Fausse attaque meurtrière à Ciney : policiers belges et gendarmes français main dans la main

Le scénario est créé de toute pièce pour tester la communication des informations entre police fédérale, gendarmerie française, cellules de crise des provinces de Namur et de Luxembourg.

Une fusillade éclate à Ciney et les auteurs, armés, ont pris la fuite à bord d'une Peugeot bleue immatriculée en France. Le but de l’exercice: échanger rapidement les informations avec plus d'une cinquantaine d'interventions et de témoignages inventés pour tenter de retrouver l'auteur des faits. 

Les autoroutes wallonnes renforcées en caméras de reconnaissance automatique de plaque

Le choix de Ciney n'a pas été fait par hasard. Au coeur de la ville, des caméras de reconnaissance automatique de plaque (ANPR) permettent de suivre l'auteur supposé de ce faux attentat. Mais cette technologie n'est pas encore présente partout.
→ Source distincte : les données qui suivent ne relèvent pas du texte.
/// `YYYY-MM` month stamps, pinned to the first of the month.
fn parse_year_month(text: &str) -> Option<NaiveDate> {
    let (year, month) = text.split_once('-')?;
    if year.len() != 4 || month.is_empty() || month.len() > 2 {
        return None;
    }
    if !year.chars().all(|c| c.is_ascii_digit()) || !month.chars().all(|c| c.is_ascii_digit()) {
        return None;
    }
    NaiveDate::from_ymd_opt(year.parse().ok()?, month.parse().ok()?, 1)
}

/// Bare four-digit years within [`YEAR_RANGE`], pinned to January 1.
fn parse_bare_year(text: &str) -> Option<NaiveDate> {
    if text.len() != 4 || !text.chars().all(|c| c.is_ascii_digit()) {
        return None;
    }
    let year: i32 = text.parse().ok()?;
    if !YEAR_RANGE.contains(&year) {
        return None;
    }
    NaiveDate::from_ymd_opt(year, 1, 1)
}

// ============================================================================
// Word Matching
// ============================================================================

/// Whole-word containment: `needle` occurs in `haystack` with no adjacent
/// alphanumeric characters. Keeps "age" from firing inside "average".
/// Both arguments are expected lower-cased by the caller.
pub(crate) fn contains_word(haystack: &str, needle: &str) -> bool {
    if needle.is_empty() {
        return false;
    }
    // Retry offset must stay on a char boundary; the needle can start
    // with a multi-byte character when it comes from cell text.
    let step = needle.chars().next().map_or(1, char::len_utf8);
    let mut start = 0;
    while let Some(pos) = haystack[start..].find(needle) {
        let abs = start + pos;
        let end = abs + needle.len();
        let before_ok = !haystack[..abs]
            .chars()
            .next_back()
            .is_some_and(|c| c.is_alphanumeric());
        let after_ok = !haystack[end..]
            .chars()
            .next()
            .is_some_and(|c| c.is_alphanumeric());
        if before_ok && after_ok {
            return true;
        }
        start = abs + step;
    }
    false
}

// ============================================================================
// Tests
// ============================================================================

#[cfg(test)]
mod tests {
    use super::*;
    use analyst_types::Row;

    fn row(pairs: &[(&str, CellValue)]) -> Row {
        pairs
            .iter()
            .map(|(k, v)| (k.to_string(), v.clone()))
            .collect()
    }

    fn units_sheet() -> Sheet {
        Sheet::new(
            "Units",
            vec![
                "Name".to_string(),
                "Attack".to_string(),
                "Defense".to_string(),
            ],
        )
        .with_row(row(&[
            ("Name", CellValue::from("A")),
            ("Attack", CellValue::Number(10.0)),
            ("Defense", CellValue::Number(5.0)),
        ]))
        .with_row(row(&[
            ("Name", CellValue::from("B")),
            ("Attack", CellValue::Number(50.0)),
            ("Defense", CellValue::Number(8.0)),
        ]))
    }

    // ── resolve_metric_column ───────────────────────────────────────────

    #[test]
    fn test_resolve_direct_mention() {
        let sheet = units_sheet();
        assert_eq!(
            resolve_metric_column("top 3 by attack", &sheet),
            Some("Attack".to_string())
        );
        assert_eq!(
            resolve_metric_column("sort by Defense descending", &sheet),
            Some("Defense".to_string())
        );
    }

    #[test]
    fn test_resolve_first_direct_mention_wins() {
        // Both columns appear; column order decides, not question order.
        let sheet = units_sheet();
        assert_eq!(
            resolve_metric_column("compare defense and attack", &sheet),
            Some("Attack".to_string())
        );
    }

    #[test]
    fn test_resolve_synonym() {
        let sheet = units_sheet();
        assert_eq!(
            resolve_metric_column("which unit has the best atk", &sheet),
            Some("Attack".to_string())
        );

        let prices = Sheet::new(
            "Products",
            vec!["Product Name".to_string(), "Price".to_string()],
        )
        .with_row(row(&[
            ("Product Name", CellValue::from("Widget")),
            ("Price", CellValue::Number(9.5)),
        ]));
        assert_eq!(
            resolve_metric_column("what is the average cost", &prices),
            Some("Price".to_string())
        );
    }

    #[test]
    fn test_resolve_synonym_respects_word_boundaries() {
        let sheet = Sheet::new(
            "People",
            vec![
                "Person".to_string(),
                "Mileage".to_string(),
                "Salary".to_string(),
            ],
        )
        .with_row(row(&[
            ("Person", CellValue::from("X")),
            ("Mileage", CellValue::Number(1200.0)),
            ("Salary", CellValue::Number(30000.0)),
        ]));
        // "average" must not trigger the "age" synonym (which would land
        // on Mileage); "pay" routes to Salary.
        assert_eq!(
            resolve_metric_column("what is the average pay", &sheet),
            Some("Salary".to_string())
        );
    }

    #[test]
    fn test_resolve_numeric_fallback() {
        let sheet = units_sheet();
        // Nothing named: first numeric column.
        assert_eq!(
            resolve_metric_column("give me the rundown", &sheet),
            Some("Attack".to_string())
        );
    }

    #[test]
    fn test_resolve_first_column_fallback_and_empty() {
        let text_only = Sheet::new(
            "Notes",
            vec!["Comment".to_string(), "Author".to_string()],
        )
        .with_row(row(&[
            ("Comment", CellValue::from("hello")),
            ("Author", CellValue::from("ann")),
        ]));
        assert_eq!(
            resolve_metric_column("anything at all", &text_only),
            Some("Comment".to_string())
        );

        let bare = Sheet::new("Empty", vec![]);
        assert_eq!(resolve_metric_column("anything", &bare), None);
    }

    #[test]
    fn test_named_metric_column_is_strict() {
        let sheet = units_sheet();
        assert_eq!(named_metric_column("whatever really", &sheet), None);
        assert_eq!(
            named_metric_column("attack stats", &sheet),
            Some("Attack".to_string())
        );
    }

    // ── probes ──────────────────────────────────────────────────────────

    #[test]
    fn test_numeric_probe() {
        let sheet = units_sheet();
        assert!(is_numeric_column(&sheet, "Attack"));
        assert!(!is_numeric_column(&sheet, "Name"));
        assert_eq!(first_numeric_column(&sheet), Some("Attack".to_string()));
    }

    #[test]
    fn test_numeric_probe_formatted_text() {
        let sheet = Sheet::new("S", vec!["Cost".to_string()])
            .with_row(row(&[("Cost", CellValue::from("$1,200"))]))
            .with_row(row(&[("Cost", CellValue::from("n/a"))]));
        assert!(is_numeric_column(&sheet, "Cost"));
    }

    #[test]
    fn test_date_probe() {
        let sheet = Sheet::new("S", vec!["Month".to_string(), "Sales".to_string()])
            .with_row(row(&[
                ("Month", CellValue::from("2024-01")),
                ("Sales", CellValue::Number(100.0)),
            ]))
            .with_row(row(&[
                ("Month", CellValue::from("2024-02")),
                ("Sales", CellValue::Number(120.0)),
            ]))
            .with_row(row(&[
                ("Month", CellValue::from("n/a")),
                ("Sales", CellValue::Number(90.0)),
            ]));
        assert!(is_date_column(&sheet, "Month"));
        // 100/120/90 are outside the year range.
        assert!(!is_date_column(&sheet, "Sales"));
        assert_eq!(first_date_column(&sheet), Some("Month".to_string()));
    }

    // ── identifiers ─────────────────────────────────────────────────────

    #[test]
    fn test_identifier_fragment_priority() {
        let sheet = Sheet::new(
            "S",
            vec!["Key".to_string(), "Title".to_string()],
        );
        // "title" outranks "key" in fragment order.
        assert_eq!(identifier_column(&sheet), Some("Title".to_string()));
    }

    #[test]
    fn test_identifier_falls_back_to_non_numeric() {
        let sheet = Sheet::new(
            "S",
            vec!["Attack".to_string(), "Faction".to_string()],
        )
        .with_row(row(&[
            ("Attack", CellValue::Number(10.0)),
            ("Faction", CellValue::from("red")),
        ]));
        assert_eq!(identifier_column(&sheet), Some("Faction".to_string()));
    }

    #[test]
    fn test_row_label_placeholder() {
        let sheet = Sheet::new("S", vec!["Attack".to_string()])
            .with_row(row(&[("Attack", CellValue::Number(10.0))]));
        assert_eq!(row_label(&sheet, 0), "Row 1");

        let named = units_sheet();
        assert_eq!(row_label(&named, 1), "B");
        assert_eq!(row_label(&named, 99), "Row 100");
    }

    // ── dates ───────────────────────────────────────────────────────────

    #[test]
    fn test_parse_date_formats() {
        let expect = NaiveDate::from_ymd_opt(2024, 3, 15).unwrap();
        assert_eq!(parse_date("2024-03-15"), Some(expect));
        assert_eq!(parse_date("2024/03/15"), Some(expect));
        assert_eq!(parse_date("03/15/2024"), Some(expect));
        assert_eq!(parse_date("15-03-2024"), Some(expect));
        assert_eq!(parse_date("Mar 15, 2024"), Some(expect));
        assert_eq!(parse_date("March 15, 2024"), Some(expect));
        assert_eq!(parse_date("2024-03-15T08:30:00Z"), Some(expect));

        assert_eq!(
            parse_date("2024-03"),
            NaiveDate::from_ymd_opt(2024, 3, 1)
        );
        assert_eq!(parse_date("2024"), NaiveDate::from_ymd_opt(2024, 1, 1));
        assert_eq!(parse_date("1234"), None);
        assert_eq!(parse_date("not a date"), None);
        assert_eq!(parse_date(""), None);
    }

    #[test]
    fn test_cell_date_numeric_years() {
        assert!(cell_date(&CellValue::Number(2021.0)).is_some());
        assert!(cell_date(&CellValue::Number(2021.5)).is_none());
        assert!(cell_date(&CellValue::Number(250.0)).is_none());
        assert!(cell_date(&CellValue::from("2021-06-01")).is_some());
    }

    // ── contains_word ───────────────────────────────────────────────────

    #[test]
    fn test_contains_word() {
        assert!(contains_word("average age of players", "age"));
        assert!(!contains_word("average rating", "age"));
        assert!(contains_word("top atk units", "atk"));
        assert!(!contains_word("attacking now", "atk"));
        assert!(contains_word("age", "age"));
        assert!(!contains_word("", "age"));
    }

    #[test]
    fn test_contains_word_multibyte_needle() {
        // Needles taken from cell text can start with a multi-byte
        // character; the mid-word retry must step over it, not into it.
        assert!(!contains_word("xémile", "émile"));
        assert!(contains_word("xémile émile", "émile"));
        assert!(contains_word("for émile", "émile"));
    }
}
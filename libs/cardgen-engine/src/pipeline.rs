//! The generation/review/save pipeline orchestrator.
//!
//! Wraps the pure [`ReviewSession`] state machine with its effect layer:
//! backend calls, the 1-second elapsed and rate-limit tickers, debounced
//! draft persistence, and request supersession. All session mutation goes
//! through one async mutex, so transitions never race; network awaits
//! happen with the lock released.

use std::collections::HashSet;
use std::sync::atomic::{AtomicU64, Ordering};
use std::sync::{Arc, Mutex};
use std::time::Duration;

use chrono::Utc;
use sha2::{Digest, Sha256};
use tokio::sync::Mutex as AsyncMutex;
use tokio::task::JoinHandle;
use tokio::time::sleep;

use cardgen_core::dedup::normalize_flashcard_key;
use cardgen_core::error::Result;
use cardgen_core::review::StatusCounts;
use cardgen_core::session::{GenerationFailure, GenerationPhase, ReviewSession};
use cardgen_core::types::SaveSummary;
use cardgen_core::validation::CardField;

use crate::api::{CreateFlashcardInput, FlashcardBackend};
use crate::debounce::Debouncer;
use crate::draft::DraftStore;
use crate::error::ApiError;

/// Quiet period before an edited draft is written to disk.
const DRAFT_DEBOUNCE: Duration = Duration::from_millis(500);
/// Tick interval for the elapsed and rate-limit countdowns.
const TICK_INTERVAL: Duration = Duration::from_secs(1);

/// Inner state shared across clones.
struct PipelineInner<B> {
    backend: B,
    session: AsyncMutex<ReviewSession>,
    drafts: Mutex<DraftStore>,
    debouncer: Debouncer,
    /// Monotonic token identifying the most recent generate request;
    /// responses carrying an older token are discarded.
    request_seq: AtomicU64,
    /// The single active ticker. Only one of the elapsed or rate-limit
    /// countdowns runs at a time; replacing the slot aborts the old task.
    ticker: Mutex<Option<JoinHandle<()>>>,
}

/// Orchestrator for one flashcard generation session.
///
/// Clone-able: all state lives behind an `Arc`, so clones share the same
/// session and can cross async boundaries without holding locks.
pub struct GenerationPipeline<B> {
    inner: Arc<PipelineInner<B>>,
}

impl<B> Clone for GenerationPipeline<B> {
    fn clone(&self) -> Self {
        Self {
            inner: Arc::clone(&self.inner),
        }
    }
}

impl<B> GenerationPipeline<B>
where
    B: FlashcardBackend + Send + Sync + 'static,
{
    pub fn new(backend: B, drafts: DraftStore) -> Self {
        Self {
            inner: Arc::new(PipelineInner {
                backend,
                session: AsyncMutex::new(ReviewSession::new()),
                drafts: Mutex::new(drafts),
                debouncer: Debouncer::new(DRAFT_DEBOUNCE),
                request_seq: AtomicU64::new(0),
                ticker: Mutex::new(None),
            }),
        }
    }

    /// Current session state, cloned for the host to render.
    pub async fn snapshot(&self) -> ReviewSession {
        self.inner.session.lock().await.clone()
    }

    /// Per-status proposal counts.
    pub async fn counts(&self) -> StatusCounts {
        self.inner.session.lock().await.counts()
    }

    /// Load a previously persisted draft into the source text, if any.
    pub async fn restore_draft(&self) {
        let draft = self.inner.drafts.lock().expect("draft store lock").load();
        if let Some(text) = draft {
            tracing::debug!(chars = text.chars().count(), "restored source-text draft");
            self.inner.session.lock().await.set_source_text(text);
        }
    }

    /// Replace the source text; revalidates immediately and persists the
    /// draft after the debounce window.
    pub async fn set_source_text(&self, text: String) {
        {
            let mut session = self.inner.session.lock().await;
            session.set_source_text(text.clone());
        }

        let inner = Arc::clone(&self.inner);
        self.inner.debouncer.call(move || {
            let drafts = inner.drafts.lock().expect("draft store lock");
            if let Err(err) = drafts.save(&text) {
                tracing::warn!(error = %err, "failed to persist draft");
            }
        });
    }

    // === Generation ===

    /// Run one generation attempt.
    ///
    /// Errors only on session misuse (invalid source, save running);
    /// backend failures land in the session phase, not in the return
    /// value. A later `generate` supersedes this one: the stale response
    /// is discarded when it eventually arrives.
    pub async fn generate(&self) -> Result<()> {
        let token = self.inner.request_seq.fetch_add(1, Ordering::SeqCst) + 1;

        let source_text = {
            let mut session = self.inner.session.lock().await;
            session.begin_generation()?;
            session.source.text.trim().to_string()
        };
        self.start_elapsed_ticker();

        let result = self.inner.backend.generate_proposals(&source_text).await;

        if self.inner.request_seq.load(Ordering::SeqCst) != token {
            tracing::debug!("discarding superseded generation response");
            return Ok(());
        }
        self.stop_ticker();

        let mut session = self.inner.session.lock().await;
        match result {
            Ok(generation) => {
                let local_hash = hash_source_text(&source_text);
                if generation.source_text_hash != local_hash {
                    tracing::warn!(
                        server = %generation.source_text_hash,
                        local = %local_hash,
                        "source text hash mismatch"
                    );
                }
                tracing::debug!(
                    generation_id = generation.id,
                    proposals = generation.proposals.len(),
                    "generation ready for review"
                );
                session.complete_generation(generation);
                drop(session);
                // A debounced write still in flight would resurrect the
                // draft after this clear.
                self.inner.debouncer.cancel();
                self.clear_draft();
            }
            Err(ApiError::RateLimited { retry_after_secs }) => {
                session.rate_limit(retry_after_secs, Utc::now());
                drop(session);
                self.start_rate_limit_ticker();
            }
            Err(err) => {
                tracing::warn!(code = err.code(), error = %err, "generation failed");
                session.fail_generation(GenerationFailure::new(err.code(), err.user_message()));
            }
        }

        Ok(())
    }

    // === Review ===

    pub async fn accept(&self, index: usize) -> Result<()> {
        self.inner.session.lock().await.accept(index)
    }

    pub async fn reject(&self, index: usize) -> Result<()> {
        self.inner.session.lock().await.reject(index)
    }

    pub async fn edit_field(&self, index: usize, field: CardField, value: String) -> Result<()> {
        self.inner.session.lock().await.edit_field(index, field, value)
    }

    // === Batch save ===

    /// Save every saveable proposal, strictly in proposal order.
    ///
    /// Existing flashcards are fetched once for duplicate detection; a
    /// fetch failure degrades to saving without dedup. Each item's outcome
    /// is recorded before the next item starts, and a successful save adds
    /// its key to the set so later items in the batch cannot duplicate it.
    /// Per-item failures never abort the loop.
    pub async fn save_accepted(&self) -> Result<SaveSummary> {
        let (generation_id, item_count) = {
            let mut session = self.inner.session.lock().await;
            session.begin_save()?
        };

        let existing = match self.inner.backend.list_existing_flashcards(None).await {
            Ok(cards) => cards,
            Err(err) => {
                tracing::warn!(error = %err, "existing-flashcard fetch failed; saving without dedup");
                Vec::new()
            }
        };
        let mut seen: HashSet<String> = existing
            .iter()
            .map(|card| normalize_flashcard_key(&card.front, &card.back))
            .collect();

        for position in 0..item_count {
            let item = {
                let mut session = self.inner.session.lock().await;
                session.start_item(position)?
            };

            let key = normalize_flashcard_key(&item.front, &item.back);
            if seen.contains(&key) {
                let mut session = self.inner.session.lock().await;
                session.mark_item_duplicate(position)?;
                continue;
            }

            let input = CreateFlashcardInput {
                front: item.front,
                back: item.back,
                source: item.source,
                generation_id: Some(generation_id),
            };
            match self.inner.backend.create_flashcard(&input).await {
                Ok(card) => {
                    seen.insert(key);
                    let mut session = self.inner.session.lock().await;
                    session.mark_item_success(position, card.id)?;
                }
                Err(err) => {
                    let mut session = self.inner.session.lock().await;
                    session.mark_item_error(position, err.user_message())?;
                }
            }
        }

        let mut session = self.inner.session.lock().await;
        Ok(session.finish_save())
    }

    /// Retry a single failed save item by its position in the batch.
    pub async fn retry_save_item(&self, position: usize) -> Result<()> {
        let (item, generation_id) = {
            let mut session = self.inner.session.lock().await;
            let item = session.begin_retry(position)?;
            let generation_id = session.generation().map(|g| g.id);
            (item, generation_id)
        };

        let input = CreateFlashcardInput {
            front: item.front,
            back: item.back,
            source: item.source,
            generation_id,
        };
        match self.inner.backend.create_flashcard(&input).await {
            Ok(card) => {
                let mut session = self.inner.session.lock().await;
                session.complete_retry_success(position, card.id)
            }
            Err(err) => {
                let mut session = self.inner.session.lock().await;
                session.complete_retry_failure(position, err.user_message())
            }
        }
    }

    /// Return to the initial configuration: clears the session, the
    /// persisted draft, pending debounced writes, and any running ticker.
    pub async fn reset(&self) {
        self.stop_ticker();
        self.inner.debouncer.cancel();
        self.inner.session.lock().await.reset();
        self.clear_draft();
    }

    // === Private ===

    fn start_elapsed_ticker(&self) {
        let inner = Arc::clone(&self.inner);
        self.set_ticker(Some(tokio::spawn(async move {
            loop {
                sleep(TICK_INTERVAL).await;
                let mut session = inner.session.lock().await;
                if matches!(session.phase, GenerationPhase::Generating { .. }) {
                    session.tick_elapsed();
                } else {
                    break;
                }
            }
        })));
    }

    fn start_rate_limit_ticker(&self) {
        let inner = Arc::clone(&self.inner);
        self.set_ticker(Some(tokio::spawn(async move {
            loop {
                sleep(TICK_INTERVAL).await;
                let mut session = inner.session.lock().await;
                if !matches!(session.phase, GenerationPhase::RateLimited { .. }) {
                    break;
                }
                if session.tick_rate_limit() {
                    tracing::debug!("rate limit window cleared");
                    break;
                }
            }
        })));
    }

    /// Install a new ticker, aborting whichever one was running.
    fn set_ticker(&self, handle: Option<JoinHandle<()>>) {
        let mut slot = self.inner.ticker.lock().expect("ticker lock");
        if let Some(old) = slot.take() {
            old.abort();
        }
        *slot = handle;
    }

    fn stop_ticker(&self) {
        self.set_ticker(None);
    }

    fn clear_draft(&self) {
        let drafts = self.inner.drafts.lock().expect("draft store lock");
        if let Err(err) = drafts.clear() {
            tracing::warn!(error = %err, "failed to clear draft");
        }
    }
}

/// SHA-256 hex digest of source text, for cross-checking the server's
/// recorded hash.
pub fn hash_source_text(text: &str) -> String {
    let mut hasher = Sha256::new();
    hasher.update(text.as_bytes());
    format!("{:x}", hasher.finalize())
}

#[cfg(test)]
mod tests {
    use super::*;
    use pretty_assertions::assert_eq;

    #[test]
    fn hash_is_stable_hex() {
        let hash = hash_source_text("hello");
        assert_eq!(hash.len(), 64);
        assert_eq!(hash, hash_source_text("hello"));
        assert_ne!(hash, hash_source_text("hello "));
    }
}
//! Time helpers: Retry-After parsing and elapsed-time formatting.

use chrono::{DateTime, Utc};

/// Fallback when a Retry-After value is absent or unparseable.
pub const DEFAULT_RETRY_AFTER_SECS: u64 = 60;

/// Parse a Retry-After header value into seconds from now.
///
/// Accepts the integer-seconds form or an HTTP date (RFC 2822). Falls back
/// to [`DEFAULT_RETRY_AFTER_SECS`] and floors at zero.
pub fn parse_retry_after(value: Option<&str>, now: DateTime<Utc>) -> u64 {
    let Some(value) = value else {
        return DEFAULT_RETRY_AFTER_SECS;
    };
    let value = value.trim();

    if let Ok(secs) = value.parse::<i64>() {
        return secs.max(0) as u64;
    }

    if let Ok(date) = DateTime::parse_from_rfc2822(value) {
        let until = date.with_timezone(&Utc) - now;
        return until.num_seconds().max(0) as u64;
    }

    DEFAULT_RETRY_AFTER_SECS
}

/// Format an elapsed duration for display: `"45s"`, `"1m 5s"`.
pub fn format_elapsed_time(seconds: u64) -> String {
    if seconds < 60 {
        format!("{}s", seconds)
    } else {
        format!("{}m {}s", seconds / 60, seconds % 60)
    }
}

#[cfg(test)]
mod tests {
    use super::*;
    use pretty_assertions::assert_eq;

    #[test]
    fn integer_seconds_form() {
        assert_eq!(parse_retry_after(Some("120"), Utc::now()), 120);
        assert_eq!(parse_retry_after(Some(" 30 "), Utc::now()), 30);
    }

    #[test]
    fn negative_seconds_floor_at_zero() {
        assert_eq!(parse_retry_after(Some("-5"), Utc::now()), 0);
    }

    #[test]
    fn absent_header_defaults() {
        assert_eq!(parse_retry_after(None, Utc::now()), DEFAULT_RETRY_AFTER_SECS);
    }

    #[test]
    fn garbage_defaults() {
        assert_eq!(
            parse_retry_after(Some("soonish"), Utc::now()),
            DEFAULT_RETRY_AFTER_SECS
        );
    }

    #[test]
    fn http_date_form() {
        let now = DateTime::parse_from_rfc2822("Wed, 21 Oct 2015 07:28:00 GMT")
            .unwrap()
            .with_timezone(&Utc);
        assert_eq!(
            parse_retry_after(Some("Wed, 21 Oct 2015 07:30:00 GMT"), now),
            120
        );
    }

    #[test]
    fn past_http_date_floors_at_zero() {
        let now = DateTime::parse_from_rfc2822("Wed, 21 Oct 2015 07:28:00 GMT")
            .unwrap()
            .with_timezone(&Utc);
        assert_eq!(parse_retry_after(Some("Wed, 21 Oct 2015 07:00:00 GMT"), now), 0);
    }

    #[test]
    fn elapsed_formatting() {
        assert_eq!(format_elapsed_time(0), "0s");
        assert_eq!(format_elapsed_time(59), "59s");
        assert_eq!(format_elapsed_time(60), "1m 0s");
        assert_eq!(format_elapsed_time(125), "2m 5s");
    }
}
Le commissaire divisionnaire, Michel Remacle explique : "Ces caméras ANPR sont une aide importante pour suivre à la trace des fugitifs que ce soit dans un cadre d'attentat terroriste ou lors d'un fait criminel transfrontalier. Des caméras de ce type, déjà présentes aux frontières, sont d'ailleurs en cours d'installation le long des autoroutes."

Un an après la convention de coopération transfrontalière

Organisé dans le cadre des accords de coopération policière et judiciaire transfrontalière dits "Tournai II" et de la convention de Metz du 9 janvier dernier, "cet exercice transfrontalier d'alerte vise à faire circuler l'information le plus rapidement possible lors d'un incident transfrontalier à caractère terroriste", explique le général Bruno Jackers de la Gendarmerie nationale française.  

Faire circuler l'information plus vite que le terroriste

Cet exercice transfrontalier d'alerte policière se déroulait à la fois sur les territoires des provinces de Namur et Luxembourg, ainsi que dans la Région française Grand Est. Il a mobilisé, du côté belge, les services de la police fédérale, les services d'information et de communication des arrondissements de Namur et d'Arlon, ainsi que les zones de police locales concernées. Il était par ailleurs coordonné par les gouverneurs des provinces de Namur et de Luxembourg, ainsi que le Préfet délégué à la zone de sécurité et de défense Est. Les résultats et améliorations à apporter aux procédures en cas d'attentat sont attendues pour le 14 février prochain.